#### [Working data]
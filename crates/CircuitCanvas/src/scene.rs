//! # Scene Store
//!
//! Owns the committed modules, their ports and the committed wires. Each
//! module is stored as one record pairing its execution side with its visual,
//! so a module can never be separated from the visual that draws it.
//!
//! Modules and wires are never removed individually, so arena iteration order is
//! insertion order and doubles as the draw order.

use std::collections::HashMap;

use glam::Vec2;
use slotmap::SlotMap;

use crate::error::SceneError;
use crate::handles::HandleManager;
use crate::math::Rect;
use crate::model::{Mode, ModuleId, Port, PortId, Uuid, VisualFlags, Wire, WireId, WireRef};
use crate::traits::{Inspector, Module, ModuleVisual, WireVisual};

/// A committed module: its execution side and its visual, stored together.
pub struct ModuleRecord {
    /// Self-reference ID.
    pub id: ModuleId,
    /// Stable identity, independent of arena keys.
    pub uuid: Uuid,
    /// 1-based order of commitment.
    pub sequence: u32,
    pub module: Box<dyn Module>,
    pub visual: Box<dyn ModuleVisual>,
    /// Property window, attached on commit.
    pub inspector: Option<Box<dyn Inspector>>,
    /// Ordered port list.
    pub ports: Vec<PortId>,
    /// Selection and movement state drawn by the visual.
    pub flags: VisualFlags,
}

impl ModuleRecord {
    pub fn attach_inspector(&mut self) {
        self.inspector = Some(self.visual.create_inspector(self.module.as_ref()));
    }
}

/// A committed wire. Its route lives in the handle manager under `WireRef::Committed(id)`.
pub struct WireRecord {
    /// Self-reference ID.
    pub id: WireId,
    /// Member ports, origin first.
    pub wire: Wire,
    pub visual: Box<dyn WireVisual>,
    /// Property window, attached on commit.
    pub inspector: Option<Box<dyn Inspector>>,
}

impl WireRecord {
    pub fn attach_inspector(&mut self) {
        self.inspector = Some(self.visual.create_inspector(&self.wire));
    }
}

#[derive(Default)]
pub struct Scene {
    modules: SlotMap<ModuleId, ModuleRecord>,
    ports: SlotMap<PortId, Port>,
    wires: SlotMap<WireId, WireRecord>,
    uuid_index: HashMap<Uuid, ModuleId>,
    /// Cached bounding extent; `None` once a mutation invalidated it.
    extent: Option<Rect>,
}

impl Scene {
    pub fn new() -> Self {
        Self::default()
    }

    /// Commits a module under `sequence` and returns its key.
    pub fn add_module(
        &mut self,
        sequence: u32,
        mut module: Box<dyn Module>,
        visual: Box<dyn ModuleVisual>,
    ) -> ModuleId {
        module.set_sequence_number(sequence);
        let uuid = Uuid::new_v4();
        let id = self.modules.insert_with_key(|id| ModuleRecord {
            id,
            uuid,
            sequence,
            module,
            visual,
            inspector: None,
            ports: Vec::new(),
            flags: VisualFlags::empty(),
        });
        self.uuid_index.insert(uuid, id);
        self.invalidate_extent();
        id
    }

    /// Creates a port on `module` at `index` of its port list (clamped to the list length).
    pub fn add_port(
        &mut self,
        module: ModuleId,
        name: impl Into<String>,
        index: usize,
    ) -> Result<PortId, SceneError> {
        let record = self
            .modules
            .get_mut(module)
            .ok_or(SceneError::ModuleNotFound(module))?;
        let name = name.into();
        let id = self.ports.insert_with_key(|id| Port { id, module, name });
        let index = index.min(record.ports.len());
        record.ports.insert(index, id);
        record.module.attach_port(&self.ports[id], index);
        Ok(id)
    }

    pub fn add_wire(&mut self, wire: Wire, visual: Box<dyn WireVisual>) -> Result<WireId, SceneError> {
        if wire.ports.len() < 2 {
            return Err(SceneError::WireTooShort(wire.ports.len()));
        }
        if let Some(missing) = wire.ports.iter().find(|p| !self.ports.contains_key(**p)) {
            return Err(SceneError::PortNotFound(*missing));
        }
        let id = self.wires.insert_with_key(|id| WireRecord {
            id,
            wire,
            visual,
            inspector: None,
        });
        self.invalidate_extent();
        Ok(id)
    }

    pub fn lookup_visual_for(&self, module: ModuleId) -> Result<&dyn ModuleVisual, SceneError> {
        self.modules
            .get(module)
            .map(|record| record.visual.as_ref())
            .ok_or(SceneError::ModuleNotFound(module))
    }

    pub fn module(&self, id: ModuleId) -> Option<&ModuleRecord> {
        self.modules.get(id)
    }

    pub fn module_mut(&mut self, id: ModuleId) -> Option<&mut ModuleRecord> {
        self.modules.get_mut(id)
    }

    pub fn module_by_uuid(&self, uuid: Uuid) -> Option<&ModuleRecord> {
        self.uuid_index.get(&uuid).and_then(|id| self.modules.get(*id))
    }

    pub fn modules(&self) -> impl Iterator<Item = &ModuleRecord> {
        self.modules.values()
    }

    pub fn modules_mut(&mut self) -> impl Iterator<Item = &mut ModuleRecord> {
        self.modules.values_mut()
    }

    pub fn module_count(&self) -> usize {
        self.modules.len()
    }

    pub fn port(&self, id: PortId) -> Option<&Port> {
        self.ports.get(id)
    }

    pub fn wire(&self, id: WireId) -> Option<&WireRecord> {
        self.wires.get(id)
    }

    pub fn wire_mut(&mut self, id: WireId) -> Option<&mut WireRecord> {
        self.wires.get_mut(id)
    }

    pub fn wires(&self) -> impl Iterator<Item = &WireRecord> {
        self.wires.values()
    }

    pub fn wires_mut(&mut self) -> impl Iterator<Item = &mut WireRecord> {
        self.wires.values_mut()
    }

    pub fn wire_count(&self) -> usize {
        self.wires.len()
    }

    /// First module whose visual contains `point`.
    pub fn module_at(&self, point: Vec2) -> Option<ModuleId> {
        self.modules
            .values()
            .find(|record| record.visual.contains(point))
            .map(|record| record.id)
    }

    /// First committed wire whose route passes through `point`.
    pub fn wire_at(&self, point: Vec2, handles: &HandleManager) -> Option<WireId> {
        self.wires
            .values()
            .find(|record| {
                let route = handles.route_positions(WireRef::Committed(record.id));
                record.visual.contains(&route, point)
            })
            .map(|record| record.id)
    }

    pub fn clear_flags(&mut self) {
        for record in self.modules.values_mut() {
            record.flags = VisualFlags::empty();
        }
    }

    /// Broadcasts `mode` to every attached inspector.
    pub fn update_inspectors(&mut self, mode: Mode) {
        for record in self.modules.values_mut() {
            match record.inspector.as_mut() {
                Some(inspector) => inspector.update_property_page_state(mode),
                None => missing_inspector("module", record.id),
            }
        }
    }

    pub fn show_module_inspector(&mut self, id: ModuleId) -> bool {
        let Some(record) = self.modules.get_mut(id) else {
            return false;
        };
        match record.inspector.as_mut() {
            Some(inspector) => inspector.make_visible(),
            None => missing_inspector("module", id),
        }
        true
    }

    pub fn show_wire_inspector(&mut self, id: WireId) -> bool {
        let Some(record) = self.wires.get_mut(id) else {
            return false;
        };
        match record.inspector.as_mut() {
            Some(inspector) => inspector.make_visible(),
            None => missing_inspector("wire", id),
        }
        true
    }

    /// Recomputes the extent from the origin to the furthest module or handle,
    /// padded by `margin`.
    pub fn recompute_bounding_extent(&mut self, handles: &HandleManager, margin: f32) -> Rect {
        let furthest = self
            .modules
            .values()
            .map(|record| record.visual.position())
            .chain(handles.max_position())
            .fold(Vec2::ZERO, Vec2::max);
        let extent = Rect::from_size(furthest + Vec2::splat(margin));
        self.extent = Some(extent);
        extent
    }

    /// The cached extent, if no mutation happened since it was computed.
    pub fn bounding_extent(&self) -> Option<Rect> {
        self.extent
    }

    pub fn invalidate_extent(&mut self) {
        self.extent = None;
    }
}

/// Every committed record gets an inspector on commit.
fn missing_inspector(kind: &str, id: impl std::fmt::Debug) {
    tracing::error!(kind, id = ?id, "Committed record has no inspector");
    debug_assert!(false, "committed {kind} without inspector");
}
impl Canvas {
    /// Shorthand for `CanvasBuilder::new`.
    pub fn builder(name: impl Into<String>) -> CanvasBuilder {
        CanvasBuilder::new(name)
    }

    /// Name given at construction.
    pub fn name(&self) -> &str {
        &self.name
    }

    /// The validated configuration the canvas was built with.
    pub fn config(&self) -> &CanvasConfig {
        &self.config
    }

    /// The current editor mode.
    pub fn mode(&self) -> Mode {
        self.shared.lock().mode()
    }

    /// Runs `f` against the canvas state under the scene lock.
    pub fn with_state<R>(&self, f: impl FnOnce(&CanvasState) -> R) -> R {
        let state = self.shared.lock();
        f(&state)
    }

    /// Runs `f` against the current frame under the frame lock.
    pub fn with_frame<R>(&self, f: impl FnOnce(Option<&Frame>) -> R) -> R {
        self.shared.frame.read(f)
    }

    pub fn frame_snapshot(&self) -> Option<Frame> {
        self.shared.frame.snapshot()
    }

    /// Number of frames painted so far.
    pub fn frame_generation(&self) -> u64 {
        self.shared.frame.generation()
    }

    /// True while a background stepping thread is alive.
    pub fn is_stepping(&self) -> bool {
        self.stepper.is_running()
    }

    pub fn is_continuous_render(&self) -> bool {
        self.shared.is_continuous()
    }

    /// Requests a mode change.
    ///
    /// WireCreation can only be entered by a gesture, and Paused only from Simulation.
    pub fn change_mode(&mut self, to: Mode) -> Result<Transition, CanvasError> {
        let from = self.mode();
        if from == to {
            return Ok(Transition::Unchanged);
        }

        match (from, to) {
            (Mode::Edit | Mode::WireCreation, Mode::Simulation) => {
                self.shared.lock().enter_simulation(false);
                self.launch_loop(from)?;
                Ok(Transition::Started)
            }
            (Mode::Paused, Mode::Simulation) => {
                self.shared.lock().enter_simulation(true);
                self.launch_loop(from)?;
                Ok(Transition::Resumed)
            }
            (Mode::Simulation, Mode::Paused) => {
                self.halt_loop();
                self.shared.lock().leave_simulation(Mode::Paused);
                self.render_unless_continuous();
                Ok(Transition::Paused)
            }
            (Mode::Simulation | Mode::Paused, Mode::Edit) => {
                self.halt_loop();
                self.shared.lock().leave_simulation(Mode::Edit);
                self.render_unless_continuous();
                Ok(Transition::Stopped)
            }
            (Mode::WireCreation, Mode::Edit) => {
                self.shared.lock().abandon_draft();
                self.render_unless_continuous();
                Ok(Transition::DraftAbandoned)
            }
            _ => Err(CanvasError::InvalidTransition { from, to }),
        }
    }

    pub fn start_simulation(&mut self) -> Result<Transition, CanvasError> {
        self.change_mode(Mode::Simulation)
    }

    pub fn pause_simulation(&mut self) -> Result<Transition, CanvasError> {
        self.change_mode(Mode::Paused)
    }

    /// Resumes a paused simulation. Unlike a start, the clock keeps its time.
    pub fn resume_simulation(&mut self) -> Result<Transition, CanvasError> {
        if self.mode() != Mode::Paused {
            return Err(CanvasError::InvalidTransition {
                from: self.mode(),
                to: Mode::Simulation,
            });
        }
        self.change_mode(Mode::Simulation)
    }

    pub fn stop_simulation(&mut self) -> Result<Transition, CanvasError> {
        self.change_mode(Mode::Edit)
    }

    /// Restarts the simulation graph and the clock without leaving the current mode.
    pub fn reset(&self) {
        self.shared.lock().reset();
        self.shared.display.show_elapsed_time(0);
    }

    /// Starts the loop for a run entered from `from`, rolling the mode back on failure.
    fn launch_loop(&mut self, from: Mode) -> Result<(), CanvasError> {
        self.cadence.reset();
        if self.shared.is_continuous() || self.config.drive == StepDrive::Host {
            return Ok(());
        }
        if let Err(error) = self.start_loop() {
            tracing::error!(canvas = %self.name, %error, "Failed to start stepping loop");
            let back = if from == Mode::Paused {
                Mode::Paused
            } else {
                Mode::Edit
            };
            self.shared.lock().leave_simulation(back);
            return Err(error.into());
        }
        Ok(())
    }

    fn start_loop(&mut self) -> std::io::Result<()> {
        let shared = Arc::clone(&self.shared);
        let mut cadence = Cadence::new(self.config.step_ratio);
        let pacer = FramePacer::new(self.config.frame_period(), self.config.delay_skip_threshold);
        self.stepper.start(pacer, move || {
            shared.iterate(&mut cadence);
        })
    }

    /// Stops the loop unless continuous rendering keeps it alive.
    fn halt_loop(&mut self) {
        if !self.shared.is_continuous() {
            self.stepper.stop();
        }
    }

    fn render_unless_continuous(&self) {
        if !self.shared.is_continuous() {
            self.shared.render();
        }
    }

    /// Renders every frame at the loop's rate regardless of mode, or stops doing so.
    ///
    /// Turning it off during a simulation hands the run back to a plain stepping loop.
    pub fn set_continuous_render(&mut self, on: bool) -> Result<(), CanvasError> {
        let was = self.shared.continuous.swap(on, Ordering::AcqRel);
        if was == on {
            return Ok(());
        }
        tracing::info!(canvas = %self.name, continuous = on, "Continuous render toggled");
        if self.config.drive == StepDrive::Host {
            return Ok(());
        }

        let restart = on || self.mode() == Mode::Simulation;
        self.stepper.stop();
        if restart {
            if let Err(error) = self.start_loop() {
                self.shared.continuous.store(was, Ordering::Release);
                return Err(error.into());
            }
        }
        Ok(())
    }

    /// Advances one frame when the host drives the loop (`StepDrive::Host`).
    ///
    /// Does nothing outside Simulation unless continuous rendering is on.
    pub fn tick(&mut self) -> StepReport {
        if self.mode() != Mode::Simulation && !self.shared.is_continuous() {
            return StepReport::default();
        }
        self.shared.iterate(&mut self.cadence)
    }

    /// Selects the palette entry placed by the next shift-click or pointer entry.
    pub fn select_module(&self, factory: impl ModuleFactory + 'static) -> Result<(), CanvasError> {
        self.shared.lock().select_palette(Some(Box::new(factory)))
    }

    pub fn clear_selection(&self) -> Result<(), CanvasError> {
        self.shared.lock().select_palette(None)
    }

    /// Applies a pointer event and performs the resulting display requests.
    pub fn handle_pointer(&self, event: PointerEvent) -> Effects {
        let continuous = self.shared.is_continuous();
        let (effects, region) = {
            let mut state = self.shared.lock();
            let effects = state.handle_pointer(&event);
            let region = if effects.render && !continuous {
                self.shared.paint_locked(&state)
            } else {
                None
            };
            (effects, region)
        };

        let display = &self.shared.display;
        if let Some(size) = effects.resized {
            tracing::debug!(canvas = %self.name, ?size, "Canvas grown by drag");
            display.canvas_resized(size);
        }
        if let Some(rect) = effects.scroll_to {
            display.scroll_to_visible(rect);
        }
        if let Some(region) = region {
            display.request_repaint(region);
        }
        effects
    }

    /// Paints the frame and asks the display to repaint the visible region.
    ///
    /// Returns false when the canvas has no area to paint.
    pub fn render(&self) -> bool {
        self.shared.render()
    }

    /// Paints the frame without notifying the display. Returns the frame generation.
    pub fn render_to_buffer(&self) -> Option<u64> {
        let state = self.shared.lock();
        self.shared.paint_to_buffer(&state)
    }

    /// Changes the canvas size. An existing frame is reallocated at the new size.
    pub fn resize(&self, size: UVec2) {
        self.shared.lock().viewport.size = size;
        let had_frame = self.shared.frame.release();
        tracing::debug!(canvas = %self.name, ?size, "Canvas resized");
        self.shared.display.canvas_resized(size);
        if had_frame {
            self.render_unless_continuous();
        }
    }

    /// Updates the region of the canvas the host currently shows.
    pub fn set_visible_region(&self, visible: Rect) {
        self.shared.lock().viewport.visible = visible;
    }

    /// Shrinks or grows the canvas to the scene's extent, but never below the visible region.
    pub fn fit_to_content(&self) -> UVec2 {
        let size = {
            let mut state = self.shared.lock();
            let extent = state.recompute_extent();
            extent
                .size()
                .max(state.viewport.visible.size())
                .ceil()
                .as_uvec2()
        };
        self.resize(size);
        size
    }

    /// The padded extent of everything placed on the canvas.
    pub fn bounding_extent(&self) -> Rect {
        let mut state = self.shared.lock();
        match state.scene.bounding_extent() {
            Some(extent) => extent,
            None => state.recompute_extent(),
        }
    }
}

#### [Problem statement]
Print, please, the lines above from the very first through the one that holds "iteration order is", both included, word for word and with nothing else.

#### [Answer space]
filename crates/CircuitCanvas/src/scene.rs
//! # Scene Store
//!
//! Owns the committed modules, their ports and the committed wires. Each
//! module is stored as one record pairing its execution side with its visual,
//! so a module can never be separated from the visual that draws it.
//!
//! Modules and wires are never removed individually, so arena iteration order is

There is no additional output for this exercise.